Collected data:
Content starts
mod database;
mod error;
mod models;
mod order;
mod routes;
mod status;

use std::net::{IpAddr, Ipv4Addr, SocketAddr};
use std::sync::Arc;

use anyhow::Result;
use log::info;
use mongodb::bson::doc;
use mongodb::Client;
use tokio::time::Duration;

use database::Db;
use routes::AppState;
use status::TransitionPolicy;

async fn init_mongo_client() -> Result<Client> {
    let uri = dotenv::var("MONGO_URI").expect("MONGO_URI must be set");
    let client = Client::with_uri_str(&uri).await?;

    for _ in 0..5 {
        match client.database("admin").run_command(doc! { "ping": 1 }).await {
            Ok(_) => {
                info!("MongoDB connection established successfully");
                return Ok(client);
            }
            Err(_) => {
                tokio::time::sleep(Duration::from_secs(5)).await;
                continue;
            }
        };
    }

    panic!("could not establish MongoDB connection")
}

fn load_transition_policy() -> Result<TransitionPolicy> {
    match dotenv::var("TRANSITION_POLICY") {
        Ok(value) => value.parse().map_err(anyhow::Error::msg),
        Err(_) => Ok(TransitionPolicy::default()),
    }
}

#[tokio::main]
async fn main() -> Result<()> {
    dotenv::dotenv().ok();

    std::env::set_var("RUST_LOG", "info");

    env_logger::builder()
        .format_file(true)
        .format_line_number(true)
        .format_target(false)
        .init();

    let client = init_mongo_client().await?;
    let db_name = dotenv::var("MONGO_DB").unwrap_or_else(|_| String::from("grocery"));
    let db = Db::new(client, &db_name);
    db.ensure_indexes().await?;

    let policy = load_transition_policy()?;
    info!("transition policy: {:?}", policy);

    let state = Arc::new(AppState { db, policy });
    let app = routes::app(state);

    let socket = SocketAddr::new(
        IpAddr::V4(Ipv4Addr::UNSPECIFIED),
        dotenv::var("SERVER_PORT").unwrap_or_else(|_| String::from("8080")).parse()?,
    );
    let listener = tokio::net::TcpListener::bind(socket).await?;

    info!("Server initialized and listening on {}", socket.port());

    axum::serve(listener, app).await?;
    Ok(())
}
Content ends
Exercise brief: Looking at the records above, say how many lines hold the string "TransitionPolicy". Write nothing but the number.

Output below: 3